Verhandlungspause Landesrahmenvertragsverhandlungen

Verhandlungspause Landesrahmenvertragsverhandlungen in den Bereichen Teilhabe am Arbeitsleben und Soziale Teilhabe 

Sehr geehrte Mitglieder,
am 09.09.26 hat ein weiteres Spitzengespräch zwischen den Landschaftsverbänden, der Landesarbeitsgemeinschaft der Freien Wohlfahrtspflege NRW (LAG FW), Vertreter*innen der privaten und öffentlichen Anbieter sowie der Selbsthilfe bzgl. des Fortgangs der Landesrahmenvertragsverhandlungen im Bereich der Sozialen Teilhabe stattgefunden. In diesem Gespräch haben die beiden Landesräte Herr Mehmet Ali (LWL) und Herr Rist (LVR) erklärt, dass die Leistungsträger im Bereich der Sozialen Teilhabe sowie im Bereich Teilhabe am Arbeitsleben ab sofort eine Verhandlungspause bzw. ein Moratorium einlegen werden. Die Landschaftsverbände begründen diesen Schritt vor allem mit der zu erwartenden Bundesreform des SGB IX, da diese ggf. auch Auswirkungen auf das Vertragsrecht haben wird.

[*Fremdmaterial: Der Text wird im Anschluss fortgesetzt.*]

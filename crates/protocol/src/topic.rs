//! Topic addressing
//!
//! A `Topic` names the origin of a log line: the application, the process
//! within it, and the host it runs on. A `TopicMatcher` holds one regex per
//! field and decides whether a topic is of interest to a subscriber.
//!
//! # Matching Rules
//!
//! - Each field pattern is a regex with search semantics (`bar$` matches
//!   `"open bar"`); anchor the pattern to require a full match
//! - An empty pattern matches any value, so the default matcher is a firehose
//! - A pattern that fails to compile matches nothing for its field
//! - All three fields must match
//!
//! # Example
//!
//! ```
//! use logwire_protocol::{Topic, TopicMatcher};
//!
//! let topic = Topic::new("web", "api", "host1").unwrap();
//! let matcher = TopicMatcher::from_globs("web", "*", "host?");
//! assert!(matcher.matches(&topic));
//! ```

use std::fmt;

use regex::Regex;
use serde::{Deserialize, Serialize};

use crate::{FORBIDDEN_TOPIC_CHARS, ProtocolError, Result};

/// Origin of a log record: (app, proc, host)
#[derive(Debug, Clone, PartialEq, Eq, Hash, Default, Serialize, Deserialize)]
pub struct Topic {
    app: String,
    #[serde(rename = "proc")]
    process: String,
    host: String,
}

impl Topic {
    /// Create a validated topic
    ///
    /// # Errors
    ///
    /// Returns `ForbiddenCharacter` if any field contains `:` or a line break.
    pub fn new(
        app: impl Into<String>,
        process: impl Into<String>,
        host: impl Into<String>,
    ) -> Result<Self> {
        let topic = Self::unchecked(app, process, host);
        validate_field("app", &topic.app)?;
        validate_field("proc", &topic.process)?;
        validate_field("host", &topic.host)?;
        Ok(topic)
    }

    /// Create a topic without validating field contents
    ///
    /// Only use for topics that are matched but never rendered into a key.
    pub fn unchecked(
        app: impl Into<String>,
        process: impl Into<String>,
        host: impl Into<String>,
    ) -> Self {
        Self {
            app: app.into(),
            process: process.into(),
            host: host.into(),
        }
    }

    #[inline]
    pub fn app(&self) -> &str {
        &self.app
    }

    #[inline]
    pub fn process(&self) -> &str {
        &self.process
    }

    #[inline]
    pub fn host(&self) -> &str {
        &self.host
    }

    /// Render the external substrate key `username:app:proc:host`
    pub fn key(&self, username: &str) -> String {
        format!("{}:{}:{}:{}", username, self.app, self.process, self.host)
    }
}

impl fmt::Display for Topic {
    fn fmt(&self, f: &mut fmt::Formatter<'_>) -> fmt::Result {
        write!(f, "{}[{}]@{}", self.app, self.process, self.host)
    }
}

fn validate_field(field: &'static str, value: &str) -> Result<()> {
    if value.contains(FORBIDDEN_TOPIC_CHARS) {
        return Err(ProtocolError::ForbiddenCharacter { field });
    }
    Ok(())
}

/// A single field pattern, compiled once
#[derive(Debug, Clone)]
struct FieldPattern {
    source: String,
    /// None when the source failed to compile; such a field never matches
    compiled: Option<Regex>,
}

impl FieldPattern {
    fn new(source: impl Into<String>) -> Self {
        let source = source.into();
        let compiled = Regex::new(&source).ok();
        Self { source, compiled }
    }

    #[inline]
    fn matches(&self, value: &str) -> bool {
        self.compiled.as_ref().is_some_and(|re| re.is_match(value))
    }
}

/// Per-field regex patterns deciding whether a topic is of interest
#[derive(Debug, Clone)]
pub struct TopicMatcher {
    app: FieldPattern,
    process: FieldPattern,
    host: FieldPattern,
}

impl TopicMatcher {
    /// Create a matcher from three regex patterns
    ///
    /// Invalid patterns are accepted and make the matcher match nothing.
    pub fn new(
        app_pattern: impl Into<String>,
        proc_pattern: impl Into<String>,
        host_pattern: impl Into<String>,
    ) -> Self {
        Self {
            app: FieldPattern::new(app_pattern),
            process: FieldPattern::new(proc_pattern),
            host: FieldPattern::new(host_pattern),
        }
    }

    /// Create a matcher from glob patterns (`*` and `?`), anchored per field
    pub fn from_globs(app_glob: &str, proc_glob: &str, host_glob: &str) -> Self {
        Self::new(
            glob_to_regex(app_glob),
            glob_to_regex(proc_glob),
            glob_to_regex(host_glob),
        )
    }

    /// Check if a topic matches every field pattern
    #[inline]
    pub fn matches(&self, topic: &Topic) -> bool {
        self.app.matches(&topic.app)
            && self.process.matches(&topic.process)
            && self.host.matches(&topic.host)
    }

    /// True when all three patterns are empty (matches every topic)
    pub fn is_match_all(&self) -> bool {
        self.app.source.is_empty() && self.process.source.is_empty() && self.host.source.is_empty()
    }

    pub fn app_pattern(&self) -> &str {
        &self.app.source
    }

    pub fn proc_pattern(&self) -> &str {
        &self.process.source
    }

    pub fn host_pattern(&self) -> &str {
        &self.host.source
    }
}

impl Default for TopicMatcher {
    fn default() -> Self {
        Self::new("", "", "")
    }
}

/// Translate a glob into an anchored regex
///
/// - `*` matches any sequence of characters (including empty)
/// - `?` matches exactly one character
/// - everything else is literal
///
/// An empty glob becomes the empty (match-all) pattern.
pub fn glob_to_regex(glob: &str) -> String {
    if glob.is_empty() {
        return String::new();
    }

    let mut out = String::with_capacity(glob.len() + 8);
    out.push('^');
    let mut literal = String::new();
    for c in glob.chars() {
        match c {
            '*' | '?' => {
                out.push_str(&regex::escape(&literal));
                literal.clear();
                out.push_str(if c == '*' { ".*" } else { "." });
            }
            _ => literal.push(c),
        }
    }
    out.push_str(&regex::escape(&literal));
    out.push('$');
    out
}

Die Landschaftsverbände haben eindeutig zugesichert, dass auch weiterhin der geltende Rechtsrahmen mit den entsprechenden Leistungs- und Vergütungsvereinbarungen gilt. Eindeutig gelte auch hier die Anerkennung einer tariflichen Vergütung.

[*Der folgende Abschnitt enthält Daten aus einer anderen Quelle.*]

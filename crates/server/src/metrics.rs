//! Collector connection metrics

use std::sync::atomic::{AtomicU64, Ordering};

/// Counters shared by the accept loop and every connection task
#[derive(Debug, Default)]
pub struct ServerMetrics {
    connections_active: AtomicU64,
    connections_total: AtomicU64,
    commands: AtomicU64,
    publishes: AtomicU64,
    deliveries: AtomicU64,
    subscriptions: AtomicU64,
    command_errors: AtomicU64,
    protocol_errors: AtomicU64,
    substrate_errors: AtomicU64,
    accept_errors: AtomicU64,
}

impl ServerMetrics {
    pub const fn new() -> Self {
        Self {
            connections_active: AtomicU64::new(0),
            connections_total: AtomicU64::new(0),
            commands: AtomicU64::new(0),
            publishes: AtomicU64::new(0),
            deliveries: AtomicU64::new(0),
            subscriptions: AtomicU64::new(0),
            command_errors: AtomicU64::new(0),
            protocol_errors: AtomicU64::new(0),
            substrate_errors: AtomicU64::new(0),
            accept_errors: AtomicU64::new(0),
        }
    }

    #[inline]
    pub fn connection_opened(&self) {
        self.connections_active.fetch_add(1, Ordering::Relaxed);
        self.connections_total.fetch_add(1, Ordering::Relaxed);
    }

    #[inline]
    pub fn connection_closed(&self) {
        self.connections_active.fetch_sub(1, Ordering::Relaxed);
    }

    #[inline]
    pub fn command(&self) {
        self.commands.fetch_add(1, Ordering::Relaxed);
    }

    /// Record a PUB and the number of subscribers it reached
    #[inline]
    pub fn published(&self, delivered: usize) {
        self.publishes.fetch_add(1, Ordering::Relaxed);
        self.deliveries.fetch_add(delivered as u64, Ordering::Relaxed);
    }

    #[inline]
    pub fn subscribed(&self) {
        self.subscriptions.fetch_add(1, Ordering::Relaxed);
    }

    /// A command that was answered with an error reply
    #[inline]
    pub fn command_error(&self) {
        self.command_errors.fetch_add(1, Ordering::Relaxed);
    }

    /// Undecodable input that closed a connection
    #[inline]
    pub fn protocol_error(&self) {
        self.protocol_errors.fetch_add(1, Ordering::Relaxed);
    }

    #[inline]
    pub fn substrate_error(&self) {
        self.substrate_errors.fetch_add(1, Ordering::Relaxed);
    }

    #[inline]
    pub fn accept_error(&self) {
        self.accept_errors.fetch_add(1, Ordering::Relaxed);
    }

    pub fn snapshot(&self) -> ServerMetricsSnapshot {
        ServerMetricsSnapshot {
            connections_active: self.connections_active.load(Ordering::Relaxed),
            connections_total: self.connections_total.load(Ordering::Relaxed),
            commands: self.commands.load(Ordering::Relaxed),
            publishes: self.publishes.load(Ordering::Relaxed),
            deliveries: self.deliveries.load(Ordering::Relaxed),
            subscriptions: self.subscriptions.load(Ordering::Relaxed),
            command_errors: self.command_errors.load(Ordering::Relaxed),
            protocol_errors: self.protocol_errors.load(Ordering::Relaxed),
            substrate_errors: self.substrate_errors.load(Ordering::Relaxed),
            accept_errors: self.accept_errors.load(Ordering::Relaxed),
        }
    }
}

/// Point-in-time copy of [`ServerMetrics`]
#[derive(Debug, Clone, Copy, Default, PartialEq, Eq)]
pub struct ServerMetricsSnapshot {
    pub connections_active: u64,
    pub connections_total: u64,
    pub commands: u64,
    pub publishes: u64,
    pub deliveries: u64,
    pub subscriptions: u64,
    pub command_errors: u64,
    pub protocol_errors: u64,
    pub substrate_errors: u64,
    pub accept_errors: u64,
}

Die Teilnehmenden der Anbieterseite sowie der Selbsthilfe haben den Schritt der Landschaftsverbände am 09.09.26 zur Kenntnis genommen und in einer ersten Reaktion bedauert, da notwendige Klärungen und Verständigungen in den Arbeitsfeldern Teilhabe am Arbeitsleben und Soziale Teilhabe damit verzögert werden. Die Landschaftsverbände werden das Thema in der nächsten Sitzung der Gemeinsamen Kommission SGB IX am 07.10.26 nochmal offiziell auf die Tagesordnung setzen. Die Anbieterseite sowie die Selbsthilfe werden nun in ihren Gremien und mit ihren Mitgliedern beraten, wie mit dieser Situation strategisch umzugehen ist.

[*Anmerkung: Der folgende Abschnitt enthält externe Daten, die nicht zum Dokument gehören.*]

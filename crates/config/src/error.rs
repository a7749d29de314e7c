//! Configuration error types

use std::io;
use thiserror::Error;

/// Result type for configuration operations
pub type Result<T> = std::result::Result<T, ConfigError>;

/// Errors that can occur when loading or validating configuration
#[derive(Debug, Error)]
pub enum ConfigError {
    /// Failed to read configuration file
    #[error("failed to read config file '{path}': {source}")]
    IoError {
        /// Path to the file
        path: String,
        /// Underlying IO error
        #[source]
        source: io::Error,
    },

    /// Failed to parse TOML
    #[error("failed to parse config: {0}")]
    ParseError(#[from] toml::de::Error),

    /// Validation error - required field missing
    #[error("[{section}] is missing required field '{field}'")]
    MissingField {
        section: &'static str,
        field: &'static str,
    },

    /// Validation error - invalid value
    #[error("[{section}] has invalid {field}: {message}")]
    InvalidValue {
        section: &'static str,
        field: &'static str,
        message: String,
    },
}

impl ConfigError {
    /// Create a MissingField error
    pub fn missing_field(section: &'static str, field: &'static str) -> Self {
        Self::MissingField { section, field }
    }

    /// Create an InvalidValue error
    pub fn invalid_value(
        section: &'static str,
        field: &'static str,
        message: impl Into<String>,
    ) -> Self {
        Self::InvalidValue {
            section,
            field,
            message: message.into(),
        }
    }
}

#[cfg(test)]
mod tests {
    use super::*;

    #[test]
    fn test_missing_field_error() {
        let err = ConfigError::missing_field("server", "address");
        assert_eq!(err.to_string(), "[server] is missing required field 'address'");
    }

    #[test]
    fn test_invalid_value_error() {
        let err = ConfigError::invalid_value("broker", "queue_capacity", "must be greater than 0");
        assert!(err.to_string().contains("[broker]"));
        assert!(err.to_string().contains("queue_capacity"));
        assert!(err.to_string().contains("must be greater than 0"));
    }

    #[test]
    fn test_io_error_names_path() {
        let err = ConfigError::IoError {
            path: "/etc/logwire.toml".into(),
            source: io::Error::new(io::ErrorKind::NotFound, "no such file"),
        };
        assert!(err.to_string().contains("/etc/logwire.toml"));
    }
}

Laut Landschaftsverbänden sollen im Bereich der Kinder und Jugendlichen die Verhandlungen fortgesetzt werden. Ob und wie die Entscheidung der Landschaftsverbände die Verhandlungen im Bereich Kinder und Jugendliche beeinflusst, wird zu beobachten sein.

Wir werden Sie in den kommenden Wochen und Monaten weiter informieren.